* _Description of the task_
Retype the entries word for word, leaving nothing out.

┌─ Data

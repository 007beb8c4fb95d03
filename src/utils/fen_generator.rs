//! Position serialization to FEN.
//!
//! Field order and letter case match the standard exactly so external
//! consumers (move selectors, analysis tools) can ingest the output as-is.

use crate::game_state::chess_types::{
    CastlingRights, Color, Piece, PieceKind, Square, CASTLE_BLACK_KINGSIDE,
    CASTLE_BLACK_QUEENSIDE, CASTLE_WHITE_KINGSIDE, CASTLE_WHITE_QUEENSIDE,
};
use crate::game_state::game_state::GameState;
use crate::utils::algebraic::square_to_algebraic;

pub fn generate_fen(game_state: &GameState) -> String {
    let board = generate_board_field(game_state);
    let side_to_move = match game_state.side_to_move {
        Color::White => "w",
        Color::Black => "b",
    };
    let castling = generate_castling_field(game_state.castling_rights);
    let en_passant = generate_en_passant_field(game_state.en_passant_target);

    format!(
        "{} {} {} {} {} {}",
        board,
        side_to_move,
        castling,
        en_passant,
        game_state.halfmove_clock,
        game_state.fullmove_number
    )
}

fn generate_board_field(game_state: &GameState) -> String {
    let mut out = String::new();

    for rank in (0..8u8).rev() {
        let mut empty_count = 0u8;

        for file in 0..8u8 {
            match game_state.board.piece_at(Square::at(file, rank)) {
                Some(piece) => {
                    if empty_count > 0 {
                        out.push(char::from(b'0' + empty_count));
                        empty_count = 0;
                    }
                    out.push(piece_to_fen_char(piece));
                }
                None => empty_count += 1,
            }
        }

        if empty_count > 0 {
            out.push(char::from(b'0' + empty_count));
        }
        if rank > 0 {
            out.push('/');
        }
    }

    out
}

fn piece_to_fen_char(piece: Piece) -> char {
    let base = match piece.kind {
        PieceKind::Pawn => 'p',
        PieceKind::Knight => 'n',
        PieceKind::Bishop => 'b',
        PieceKind::Rook => 'r',
        PieceKind::Queen => 'q',
        PieceKind::King => 'k',
    };

    match piece.color {
        Color::White => base.to_ascii_uppercase(),
        Color::Black => base,
    }
}

fn generate_castling_field(rights: CastlingRights) -> String {
    let mut out = String::new();

    if (rights & CASTLE_WHITE_KINGSIDE) != 0 {
        out.push('K');
    }
    if (rights & CASTLE_WHITE_QUEENSIDE) != 0 {
        out.push('Q');
    }
    if (rights & CASTLE_BLACK_KINGSIDE) != 0 {
        out.push('k');
    }
    if (rights & CASTLE_BLACK_QUEENSIDE) != 0 {
        out.push('q');
    }

    if out.is_empty() {
        out.push('-');
    }
    out
}

fn generate_en_passant_field(square: Option<Square>) -> String {
    match square {
        Some(square) => square_to_algebraic(square),
        None => "-".to_owned(),
    }
}
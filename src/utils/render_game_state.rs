//! Terminal-oriented Unicode board renderer.
//!
//! Creates a human-readable board view for debugging, tests, and the demo
//! binary.

use crate::game_state::chess_types::{Color, Piece, PieceKind, Square};
use crate::game_state::game_state::GameState;

/// Render the board to a Unicode string for terminal output, rank 8 at the
/// top.
pub fn render_game_state(game_state: &GameState) -> String {
    let mut out = String::new();

    out.push_str("  a b c d e f g h\n");

    for rank in (0..8u8).rev() {
        out.push(char::from(b'1' + rank));
        out.push(' ');

        for file in 0..8u8 {
            match game_state.piece_at(Square::at(file, rank)) {
                Some(piece) => out.push(piece_to_unicode(piece)),
                None => out.push('·'),
            }
            if file < 7 {
                out.push(' ');
            }
        }

        out.push(' ');
        out.push(char::from(b'1' + rank));
        out.push('\n');
    }

    out.push_str("  a b c d e f g h");
    out
}

fn piece_to_unicode(piece: Piece) -> char {
    match (piece.color, piece.kind) {
        (Color::White, PieceKind::Pawn) => '♙',
        (Color::White, PieceKind::Knight) => '♘',
        (Color::White, PieceKind::Bishop) => '♗',
        (Color::White, PieceKind::Rook) => '♖',
        (Color::White, PieceKind::Queen) => '♕',
        (Color::White, PieceKind::King) => '♔',
        (Color::Black, PieceKind::Pawn) => '♟',
        (Color::Black, PieceKind::Knight) => '♞',
        (Color::Black, PieceKind::Bishop) => '♝',
        (Color::Black, PieceKind::Rook) => '♜',
        (Color::Black, PieceKind::Queen) => '♛',
        (Color::Black, PieceKind::King) => '♚',
    }
}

└─

* _Output for this task_
repository 007beb8c4fb95d03
filename src/utils/fen_generator.rs
//! Position serialization to FEN.
//!
//! Field order and letter case match the standard exactly so external
//! consumers (move selectors, analysis tools) can ingest the output as-is.

use crate::game_state::chess_types::{
    CastlingRights, Color, Piece, PieceKind, Square, CASTLE_BLACK_KINGSIDE,
    CASTLE_BLACK_QUEENSIDE, CASTLE_WHITE_KINGSIDE, CASTLE_WHITE_QUEENSIDE,
};
use crate::game_state::game_state::GameState;
use crate::utils::algebraic::square_to_algebraic;

pub fn generate_fen(game_state: &GameState) -> String {
    let board = generate_board_field(game_state);
    let side_to_move = match game_state.side_to_move {
        Color::White => "w",
        Color::Black => "b",
    };
    let castling = generate_castling_field(game_state.castling_rights);
    let en_passant = generate_en_passant_field(game_state.en_passant_target);

    format!(
        "{} {} {} {} {} {}",
        board,
        side_to_move,
        castling,
        en_passant,
        game_state.halfmove_clock,
        game_state.fullmove_number
    )
}

fn generate_board_field(game_state: &GameState) -> String {
    let mut out = String::new();

    for rank in (0..8u8).rev() {
        let mut empty_count = 0u8;

        for file in 0..8u8 {
            match game_state.board.piece_at(Square::at(file, rank)) {
                Some(piece) => {
                    if empty_count > 0 {
                        out.push(char::from(b'0' + empty_count));
                        empty_count = 0;
                    }
                    out.push(piece_to_fen_char(piece));
                }
                None => empty_count += 1,
            }
        }

        if empty_count > 0 {
            out.push(char::from(b'0' + empty_count));
        }
        if rank > 0 {
            out.push('/');
        }
    }

    out
}

fn piece_to_fen_char(piece: Piece) -> char {
    let base = match piece.kind {
        PieceKind::Pawn => 'p',
        PieceKind::Knight => 'n',
        PieceKind::Bishop => 'b',
        PieceKind::Rook => 'r',
        PieceKind::Queen => 'q',
        PieceKind::King => 'k',
    };

    match piece.color {
        Color::White => base.to_ascii_uppercase(),
        Color::Black => base,
    }
}

fn generate_castling_field(rights: CastlingRights) -> String {
    let mut out = String::new();

    if (rights & CASTLE_WHITE_KINGSIDE) != 0 {
        out.push('K');
    }
    if (rights & CASTLE_WHITE_QUEENSIDE) != 0 {
        out.push('Q');
    }
    if (rights & CASTLE_BLACK_KINGSIDE) != 0 {
        out.push('k');
    }
    if (rights & CASTLE_BLACK_QUEENSIDE) != 0 {
        out.push('q');
    }

    if out.is_empty() {
        out.push('-');
    }
    out
}

fn generate_en_passant_field(square: Option<Square>) -> String {
    match square {
        Some(square) => square_to_algebraic(square),
        None => "-".to_owned(),
    }
}
filename src/utils/render_game_state.rs
//! Terminal-oriented Unicode board renderer.
//!
//! Creates a human-readable board view for debugging, tests, and the demo
//! binary.

use crate::game_state::chess_types::{Color, Piece, PieceKind, Square};
use crate::game_state::game_state::GameState;

/// Render the board to a Unicode string for terminal output, rank 8 at the
/// top.
pub fn render_game_state(game_state: &GameState) -> String {
    let mut out = String::new();

    out.push_str("  a b c d e f g h\n");

    for rank in (0..8u8).rev() {
        out.push(char::from(b'1' + rank));
        out.push(' ');

        for file in 0..8u8 {
            match game_state.piece_at(Square::at(file, rank)) {
                Some(piece) => out.push(piece_to_unicode(piece)),
                None => out.push('·'),
            }
            if file < 7 {
                out.push(' ');
            }
        }

        out.push(' ');
        out.push(char::from(b'1' + rank));
        out.push('\n');
    }

    out.push_str("  a b c d e f g h");
    out
}

fn piece_to_unicode(piece: Piece) -> char {
    match (piece.color, piece.kind) {
        (Color::White, PieceKind::Pawn) => '♙',
        (Color::White, PieceKind::Knight) => '♘',
        (Color::White, PieceKind::Bishop) => '♗',
        (Color::White, PieceKind::Rook) => '♖',
        (Color::White, PieceKind::Queen) => '♕',
        (Color::White, PieceKind::King) => '♔',
        (Color::Black, PieceKind::Pawn) => '♟',
        (Color::Black, PieceKind::Knight) => '♞',
        (Color::Black, PieceKind::Bishop) => '♝',
        (Color::Black, PieceKind::Rook) => '♜',
        (Color::Black, PieceKind::Queen) => '♛',
        (Color::Black, PieceKind::King) => '♚',
    }
}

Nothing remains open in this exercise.